In many jurisdictions registered partnerships were introduced either as a functional equivalent to marriage for same-sex couples or as an alternative to marriage open to all couples. As marriage is opened up to same-sex couples in an increasing number of jurisdictions, this raises the question of what the future of registered partnership should be. Is there a function or indeed a need for another form of formalised adult relationship besides marriage?

This research project and conference will look at the different approaches taken in several jurisdictions which range from abolishing registered partnership to retaining it as an alternative formalised relationship to marriage. Leading family law experts from 14 European and non-European countries will present the law of their jurisdiction and explain the history and function of registered partnership in their own family law system. This will then allow for the drawing of conclusions about the advantages and disadvantages of the different approaches. It will also provide the basis for an informed discussion on the way forward for jurisdictions that are about to review their registered partnership regimes and the recognition of adult relationships in general.

Given the location of the conference, the current situation in England & Wales and Scotland will be given particular consideration.

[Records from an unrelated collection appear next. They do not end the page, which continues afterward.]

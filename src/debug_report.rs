use crate::CliConfig;
use happenstance::{GroupResolver, ParseError, PredicateTree, ZoneId, parse_where};

mod ansi {
    pub const RESET: &str = "\x1b[0m";
    pub const DIM: &str = "\x1b[2m";
    pub const BOLD: &str = "\x1b[1m";

    pub const RED: &str = "\x1b[31m";
    pub const GREEN: &str = "\x1b[32m";
    pub const YELLOW: &str = "\x1b[33m";
    pub const BLUE: &str = "\x1b[34m";
    pub const CYAN: &str = "\x1b[36m";
    pub const GRAY: &str = "\x1b[90m";

    pub struct Palette {
        enabled: bool,
    }

    impl Palette {
        pub fn new(enabled: bool) -> Self {
            Self { enabled }
        }

        pub fn paint(&self, s: impl AsRef<str>, color: &str) -> String {
            if self.enabled { format!("{}{}{}", color, s.as_ref(), RESET) } else { s.as_ref().to_string() }
        }

        pub fn bold(&self, s: impl AsRef<str>) -> String {
            if self.enabled { format!("{}{}{}", BOLD, s.as_ref(), RESET) } else { s.as_ref().to_string() }
        }

        pub fn dim(&self, s: impl AsRef<str>) -> String {
            if self.enabled { format!("{}{}{}", DIM, s.as_ref(), RESET) } else { s.as_ref().to_string() }
        }
    }
}

pub fn print_run(config: &CliConfig) -> i32 {
    let palette = ansi::Palette::new(config.color);
    println!("\n{}", palette.bold(palette.paint(format!("⚙  WHEN: \"{}\"", config.when), ansi::CYAN)));

    println!("\n{}", palette.paint("━━━ Predicate Tree ━━━", ansi::GRAY));
    let tree = match PredicateTree::parse(&config.when) {
        Ok(tree) => tree,
        Err(err) => {
            print_clause_error(&config.when, &err, &palette);
            return 1;
        }
    };
    for line in tree.render().lines() {
        println!("  {line}");
    }

    println!("\n{}", palette.paint("━━━ Atoms ━━━", ansi::GRAY));
    if tree.atoms().is_empty() {
        println!("{}", palette.dim("  No atoms"));
    }
    for (idx, atom) in tree.atoms().iter().enumerate() {
        println!(
            "  {} {} {} {}",
            palette.paint(format!("[{idx}]"), ansi::GRAY),
            palette.bold(palette.paint(&atom.type_name, ansi::GREEN)),
            palette.dim("│"),
            palette.paint(format!("byte {}", atom.pos), ansi::YELLOW),
        );
        if !atom.args.is_empty() {
            println!("      {} {}", palette.dim("args:"), palette.paint(atom.args.to_string(), ansi::BLUE));
        }
    }

    let mut resolver = GroupResolver::new();
    for (name, expr) in &config.groups {
        if let Err(err) = resolver.define_expr(name.clone(), expr) {
            println!("\n{}", palette.paint(format!("━━━ Group: {name} ━━━"), ansi::GRAY));
            print_clause_error(expr, &err, &palette);
            return 1;
        }
    }
    if !config.groups.is_empty() {
        println!("\n{}", palette.paint("━━━ Groups ━━━", ansi::GRAY));
        let names: Vec<String> = resolver.group_names().iter().map(|n| n.to_string()).collect();
        for name in names {
            let members = sorted(resolver.resolve(&name));
            println!(
                "  {} {} {}",
                palette.paint(&name, ansi::BLUE),
                palette.dim("→"),
                palette.paint(format!("{{{}}}", members.join(", ")), ansi::GREEN),
            );
        }
    }

    for clause in &config.wheres {
        println!("\n{}", palette.paint(format!("━━━ WHERE: \"{clause}\" ━━━"), ansi::GRAY));
        let terms = match parse_where(clause) {
            Ok(terms) => terms,
            Err(err) => {
                print_clause_error(clause, &err, &palette);
                return 1;
            }
        };
        for term in &terms {
            let sign = match term.sign {
                happenstance::Sign::Add => palette.paint("+", ansi::GREEN),
                happenstance::Sign::Subtract => palette.paint("-", ansi::RED),
            };
            let kind = if resolver.is_group(&term.ident) { "group" } else { "zone" };
            println!("  {sign} {} {}", palette.bold(&term.ident), palette.dim(format!("({kind})")));
        }
        let zones = sorted(resolver.resolve_terms(&terms));
        println!(
            "  {} {}",
            palette.dim("resolves to:"),
            palette.paint(format!("{{{}}}", zones.join(", ")), ansi::GREEN),
        );
    }

    println!();
    0
}

fn print_clause_error(src: &str, err: &ParseError, palette: &ansi::Palette) {
    println!("  {}", palette.paint(err.to_string(), ansi::RED));
    if let Some(pos) = err.position() {
        println!("  {}", palette.dim(src));
        println!("  {}{}", " ".repeat(pos), palette.paint("^", ansi::RED));
    }
}

fn sorted(zones: std::collections::HashSet<ZoneId>) -> Vec<String> {
    let mut out: Vec<String> = zones.into_iter().map(|z| z.to_string()).collect();
    out.sort();
    out
}
//! Trigger capability contract and factory registry.
//!
//! A *trigger type* is a case-sensitive name bound to a factory; a *trigger
//! instance* is the stateful object a factory builds for one atom of one
//! Happen's WHEN clause. Types are process-wide and registered once at host
//! init; instances live and die with their owning Happen's session.

use crate::args::ArgSet;
use std::collections::HashMap;

/// The capability contract every trigger instance implements.
///
/// Lifecycle per core-update tick, driven by the owning Happen:
///
/// 1. `update()` - advance internal timers/counters. An `Err` is reported and
///    isolated to this tick; the trigger is not removed.
/// 2. The predicate tree reads `should_run()` as this atom's truth value.
/// 3. `eval_results(active)` - receives the *tree's* overall result, so a
///    trigger can react to whether the larger expression is true, not just
///    its own atom.
pub trait Trigger {
    /// Per-tick step. Default: stateless trigger, nothing to advance.
    fn update(&mut self) -> anyhow::Result<()> {
        Ok(())
    }

    /// Current truth value of this atom.
    fn should_run(&self) -> bool;

    /// Notification of the whole expression's result for this tick.
    fn eval_results(&mut self, _active: bool) {}
}

/// Construction-time context handed to a trigger factory.
///
/// The owning Happen is identified by display name rather than by reference;
/// at factory time the Happen is still being built.
#[derive(Debug, Clone, Copy)]
pub struct TriggerInit<'a> {
    pub happen_name: &'a str,
}

/// Factory for one trigger type.
pub type TriggerFactory =
    Box<dyn Fn(&ArgSet, &TriggerInit<'_>) -> anyhow::Result<Box<dyn Trigger>>>;

#[derive(Debug, thiserror::Error)]
pub enum RegistryError {
    /// A WHEN clause referenced a trigger type nobody registered. Hard
    /// configuration error for the one Happen that referenced it.
    #[error("unknown trigger type `{0}`")]
    UnknownTrigger(String),
    #[error("trigger factory `{name}` failed: {source}")]
    Factory {
        name: String,
        #[source]
        source: anyhow::Error,
    },
}

/// String-keyed trigger factory registry.
///
/// Lives in the process-wide [`Engine`](crate::Engine) state, distinct from
/// the per-session [`HappenSet`](crate::HappenSet); there is no per-session
/// reset.
#[derive(Default)]
pub struct TriggerRegistry {
    factories: HashMap<String, TriggerFactory>,
}

impl TriggerRegistry {
    pub fn new() -> Self {
        Self::default()
    }

    /// Registers a factory under `type_name`. Re-registering a name replaces
    /// the previous factory (and is almost always a configuration mistake).
    pub fn register(&mut self, type_name: impl Into<String>, factory: TriggerFactory) {
        let type_name = type_name.into();
        if self.factories.insert(type_name.clone(), factory).is_some() {
            tracing::warn!(trigger = %type_name, "trigger type re-registered; replacing factory");
        }
    }

    /// Looks up and invokes the factory for `type_name`.
    pub fn create(
        &self,
        type_name: &str,
        args: &ArgSet,
        init: &TriggerInit<'_>,
    ) -> Result<Box<dyn Trigger>, RegistryError> {
        let Some(factory) = self.factories.get(type_name) else {
            tracing::warn!(
                trigger = type_name,
                registered = ?self.type_names(),
                "unknown trigger type"
            );
            return Err(RegistryError::UnknownTrigger(type_name.to_string()));
        };
        factory(args, init)
            .map_err(|source| RegistryError::Factory { name: type_name.to_string(), source })
    }

    /// Registered type names, sorted for stable output.
    pub fn type_names(&self) -> Vec<&str> {
        let mut names: Vec<&str> = self.factories.keys().map(String::as_str).collect();
        names.sort_unstable();
        names
    }
}

#[cfg(test)]
mod tests {
    use super::*;

    struct Fixed(bool);

    impl Trigger for Fixed {
        fn should_run(&self) -> bool {
            self.0
        }
    }

    fn fixed_factory(value: bool) -> TriggerFactory {
        Box::new(move |_, _| Ok(Box::new(Fixed(value))))
    }

    #[test]
    fn create_is_case_sensitive() {
        let mut reg = TriggerRegistry::new();
        reg.register("Always", fixed_factory(true));

        let init = TriggerInit { happen_name: "test" };
        assert!(reg.create("Always", &argset![], &init).is_ok());
        match reg.create("always", &argset![], &init) {
            Err(RegistryError::UnknownTrigger(name)) => assert_eq!(name, "always"),
            other => panic!("expected UnknownTrigger, got {:?}", other.map(|_| ())),
        }
    }

    #[test]
    fn factory_receives_args_and_owner_name() {
        let mut reg = TriggerRegistry::new();
        reg.register(
            "threshold",
            Box::new(|args, init| {
                assert_eq!(init.happen_name, "storm");
                Ok(Box::new(Fixed(args.by_name(&["min"]).map(|a| a.as_i32() > 0).unwrap_or(false))))
            }),
        );

        let init = TriggerInit { happen_name: "storm" };
        let t = reg.create("threshold", &argset!["min=3"], &init).unwrap();
        assert!(t.should_run());
    }

    #[test]
    fn type_names_are_sorted() {
        let mut reg = TriggerRegistry::new();
        for name in ["karma", "always", "fortune"] {
            reg.register(name, fixed_factory(true));
        }
        assert_eq!(reg.type_names(), ["always", "fortune", "karma"]);
    }

    #[test]
    fn factory_errors_are_wrapped() {
        let mut reg = TriggerRegistry::new();
        reg.register("broken", Box::new(|_, _| anyhow::bail!("bad config")));

        let init = TriggerInit { happen_name: "test" };
        match reg.create("broken", &argset![], &init) {
            Err(RegistryError::Factory { name, .. }) => assert_eq!(name, "broken"),
            other => panic!("expected Factory error, got {:?}", other.map(|_| ())),
        }
    }
}
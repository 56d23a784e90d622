//! Session-scoped aggregate of every Happen, with the zone applicability
//! index and the per-tick fanout entry points.
//!
//! A [`HappenSet`] is built once from the session's [`WorldData`] and dropped
//! when the session ends. Construction is isolating: a Happen whose WHEN or
//! WHERE clause is bad is reported and skipped, and its siblings build
//! normally. The zone index is inverted once at construction and never
//! changes afterwards.

use crate::api::{Binder, WorldData};
use crate::engine::{ParseError, PerfReport, TriggerRegistry};
use crate::groups::{GroupResolver, parse_where};
use crate::happen::Happen;
use crate::{SessionInfo, ZoneId};
use std::collections::{HashMap, HashSet};

/// Per-Happen construction failure. Aborts the one Happen it names, never the
/// set build.
#[derive(Debug, thiserror::Error)]
pub enum BuildError {
    #[error("happen `{happen}`: WHEN clause: {source}")]
    Parse {
        happen: String,
        #[source]
        source: ParseError,
    },
    #[error("happen `{happen}`: trigger construction: {source}")]
    Trigger {
        happen: String,
        #[source]
        source: anyhow::Error,
    },
    #[error("happen `{happen}`: WHERE clause: {source}")]
    Where {
        happen: String,
        #[source]
        source: ParseError,
    },
}

/// All Happens of one session plus the zone index they dispatch through.
pub struct HappenSet {
    happens: Vec<Happen>,
    resolver: GroupResolver,
    by_zone: HashMap<ZoneId, Vec<usize>>,
    tick: u64,
}

impl HappenSet {
    /// Builds the set. Bad group definitions and bad Happens are reported and
    /// skipped; the returned set may be empty and that is still a session.
    ///
    /// Each surviving Happen is offered to every binder exactly once so
    /// behavior code can subscribe its lifecycle callbacks.
    pub fn build(data: &WorldData, registry: &TriggerRegistry, binders: &mut [Binder]) -> Self {
        let mut resolver = GroupResolver::new();
        for (name, expr) in &data.groups {
            if let Err(err) = resolver.define_expr(name.clone(), expr) {
                tracing::warn!(group = %name, %err, "bad group definition; skipping group");
            }
        }

        let mut happens = Vec::new();
        let mut by_zone: HashMap<ZoneId, Vec<usize>> = HashMap::new();
        for cfg in &data.happens {
            let (mut happen, zones) = match Self::build_one(cfg, registry, &mut resolver) {
                Ok(built) => built,
                Err(err) => {
                    tracing::error!(%err, "skipping happen");
                    continue;
                }
            };
            for binder in binders.iter_mut() {
                if let Err(err) = binder(&mut happen) {
                    tracing::error!(happen = %happen, %err, "binder failed for happen");
                }
            }
            let ix = happens.len();
            for zone in zones {
                by_zone.entry(zone).or_default().push(ix);
            }
            happens.push(happen);
        }

        HappenSet { happens, resolver, by_zone, tick: 0 }
    }

    /// Builds one Happen and resolves its applicable zones. Multiple WHERE
    /// clauses union together.
    fn build_one(
        cfg: &crate::HappenConfig,
        registry: &TriggerRegistry,
        resolver: &mut GroupResolver,
    ) -> Result<(Happen, HashSet<ZoneId>), BuildError> {
        let happen = Happen::new(cfg, registry)?;
        let mut zones = HashSet::new();
        for clause in &cfg.zones {
            let terms = parse_where(clause)
                .map_err(|source| BuildError::Where { happen: cfg.name.clone(), source })?;
            zones.extend(resolver.resolve_terms(&terms));
        }
        if zones.is_empty() {
            tracing::warn!(happen = %happen, "no applicable zones; happen will only core-update");
        }
        Ok((happen, zones))
    }

    /// One session tick: core update for every Happen in creation order, then
    /// the tick counter advances.
    pub fn core_tick(&mut self) {
        let session = SessionInfo { tick: self.tick };
        for happen in &mut self.happens {
            happen.core_update(&session);
        }
        self.tick += 1;
    }

    /// Abstract update fanout for one zone, gated on each Happen's activity.
    pub fn zone_abstract_tick(&mut self, zone: &ZoneId, elapsed: u32) {
        let Some(ixs) = self.by_zone.get(zone).cloned() else {
            return;
        };
        for ix in ixs {
            let happen = &mut self.happens[ix];
            if happen.is_active() {
                happen.abstract_update(zone, elapsed);
            }
        }
    }

    /// Realized update fanout for one zone, gated on each Happen's activity.
    pub fn zone_realized_tick(&mut self, zone: &ZoneId) {
        let Some(ixs) = self.by_zone.get(zone).cloned() else {
            return;
        };
        for ix in ixs {
            let happen = &mut self.happens[ix];
            if happen.is_active() {
                happen.realized_update(zone);
            }
        }
    }

    /// Happens applicable to `zone`, active or not, in creation order. Total:
    /// an unknown zone yields an empty vec.
    pub fn happens_for_zone(&self, zone: &ZoneId) -> Vec<&Happen> {
        self.by_zone
            .get(zone)
            .map(|ixs| ixs.iter().map(|&ix| &self.happens[ix]).collect())
            .unwrap_or_default()
    }

    /// First Happen registered under `name`, when duplicates exist.
    pub fn find_by_name(&self, name: &str) -> Option<&Happen> {
        self.happens.iter().find(|h| h.name() == name)
    }

    pub fn find_by_name_mut(&mut self, name: &str) -> Option<&mut Happen> {
        self.happens.iter_mut().find(|h| h.name() == name)
    }

    /// All Happens in creation order.
    pub fn iter(&self) -> impl Iterator<Item = &Happen> {
        self.happens.iter()
    }

    pub fn iter_mut(&mut self) -> impl Iterator<Item = &mut Happen> {
        self.happens.iter_mut()
    }

    pub fn len(&self) -> usize {
        self.happens.len()
    }

    pub fn is_empty(&self) -> bool {
        self.happens.is_empty()
    }

    /// Completed core ticks this session.
    pub fn tick(&self) -> u64 {
        self.tick
    }

    pub fn groups(&self) -> &GroupResolver {
        &self.resolver
    }

    /// Profiling summaries for every Happen, in creation order.
    pub fn perf_records(&self) -> Vec<PerfReport> {
        self.happens.iter().map(Happen::perf_record).collect()
    }
}

impl std::fmt::Debug for HappenSet {
    fn fmt(&self, f: &mut std::fmt::Formatter<'_>) -> std::fmt::Result {
        f.debug_struct("HappenSet")
            .field("happens", &self.happens)
            .field("zones", &self.by_zone.len())
            .field("tick", &self.tick)
            .finish()
    }
}

#[cfg(test)]
mod tests {
    use super::*;
    use crate::{HappenConfig, Trigger};
    use std::cell::RefCell;
    use std::rc::Rc;

    struct Fixed(bool);

    impl Trigger for Fixed {
        fn should_run(&self) -> bool {
            self.0
        }
    }

    fn registry() -> TriggerRegistry {
        let mut reg = TriggerRegistry::new();
        reg.register("always", Box::new(|_, _| Ok(Box::new(Fixed(true)))));
        reg.register("never", Box::new(|_, _| Ok(Box::new(Fixed(false)))));
        reg
    }

    fn cfg(name: &str, conditions: Option<&str>, zones: &[&str]) -> HappenConfig {
        HappenConfig {
            name: name.to_string(),
            actions: vec![("glow".to_string(), vec![])],
            conditions: conditions.map(str::to_string),
            zones: zones.iter().map(|z| z.to_string()).collect(),
        }
    }

    fn build(data: &WorldData) -> HappenSet {
        HappenSet::build(data, &registry(), &mut [])
    }

    #[test]
    fn bad_happens_are_skipped_and_siblings_survive() {
        let data = WorldData {
            groups: vec![],
            happens: vec![
                cfg("broken-when", Some("a & ("), &["SU_1"]),
                cfg("broken-where", None, &["SU_1 +"]),
                cfg("unknown-trigger", Some("nonesuch"), &["SU_1"]),
                cfg("fine", None, &["SU_1"]),
            ],
        };
        let set = build(&data);
        assert_eq!(set.len(), 1);
        assert!(set.find_by_name("fine").is_some());
    }

    #[test]
    fn where_clauses_union_and_groups_resolve() {
        let data = WorldData {
            groups: vec![("first".to_string(), "SU_3 SU_4".to_string())],
            happens: vec![cfg("h", None, &["first + SU_1 - SU_3", "SU_9"])],
        };
        let set = build(&data);
        for zone in ["SU_1", "SU_4", "SU_9"] {
            assert_eq!(set.happens_for_zone(&ZoneId::from(zone)).len(), 1, "zone {zone}");
        }
        for zone in ["SU_3", "SU_2"] {
            assert!(set.happens_for_zone(&ZoneId::from(zone)).is_empty(), "zone {zone}");
        }
    }

    #[test]
    fn unknown_zone_lookup_is_total() {
        let set = build(&WorldData { groups: vec![], happens: vec![] });
        assert!(set.happens_for_zone(&ZoneId::from("nowhere")).is_empty());
    }

    #[test]
    fn find_by_name_prefers_the_first_registered() {
        let data = WorldData {
            groups: vec![],
            happens: vec![cfg("dup", None, &["SU_1"]), cfg("dup", None, &["SU_2"])],
        };
        let set = build(&data);
        assert_eq!(set.len(), 2);
        let found = set.find_by_name("dup").unwrap();
        assert_eq!(set.happens_for_zone(&ZoneId::from("SU_1"))[0].id(), found.id());
    }

    #[test]
    fn binders_run_once_per_surviving_happen() {
        let data = WorldData {
            groups: vec![],
            happens: vec![
                cfg("a", None, &["SU_1"]),
                cfg("bad", Some("("), &["SU_1"]),
                cfg("b", None, &["SU_1"]),
            ],
        };
        let seen = Rc::new(RefCell::new(Vec::new()));
        let mut binders: Vec<Binder> = vec![{
            let seen = Rc::clone(&seen);
            Box::new(move |happen: &mut Happen| {
                seen.borrow_mut().push(happen.name().to_string());
                Ok(())
            })
        }];
        let set = HappenSet::build(&data, &registry(), &mut binders);
        assert_eq!(set.len(), 2);
        assert_eq!(*seen.borrow(), ["a", "b"]);
    }

    #[test]
    fn zone_ticks_are_gated_on_activity() {
        let data = WorldData {
            groups: vec![],
            happens: vec![cfg("gated", Some("never"), &["SU_1"]), cfg("open", None, &["SU_1"])],
        };
        let mut set = build(&data);

        let hits = Rc::new(RefCell::new(Vec::new()));
        for name in ["gated", "open"] {
            let hits = Rc::clone(&hits);
            set.find_by_name_mut(name)
                .unwrap()
                .subscribe_realized(Box::new(move |_| {
                    hits.borrow_mut().push(name);
                    Ok(())
                }));
        }

        let zone = ZoneId::from("SU_1");
        set.core_tick();
        set.zone_realized_tick(&zone);
        assert_eq!(*hits.borrow(), ["open"]);
    }

    #[test]
    fn core_tick_counts_completed_ticks() {
        let data = WorldData { groups: vec![], happens: vec![cfg("h", None, &["SU_1"])] };
        let mut set = build(&data);

        let ticks = Rc::new(RefCell::new(Vec::new()));
        {
            let ticks = Rc::clone(&ticks);
            set.find_by_name_mut("h").unwrap().subscribe_core(Box::new(move |session| {
                ticks.borrow_mut().push(session.tick);
                Ok(())
            }));
        }

        set.core_tick();
        set.core_tick();
        set.core_tick();
        assert_eq!(*ticks.borrow(), [0, 1, 2]);
        assert_eq!(set.tick(), 3);
    }
}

These countries are the only jurisdictions in the world where same-sex couples are privileged above opposite-sex couples seeing as civil partnership is currently only available to the former and marriage available to all couples.

Further information:

The papers presented at this conference and the comparative findings will be made available to the public in the form of an edited collection, published by Intersentia.

An application will be made for 8 accredited CPD hours.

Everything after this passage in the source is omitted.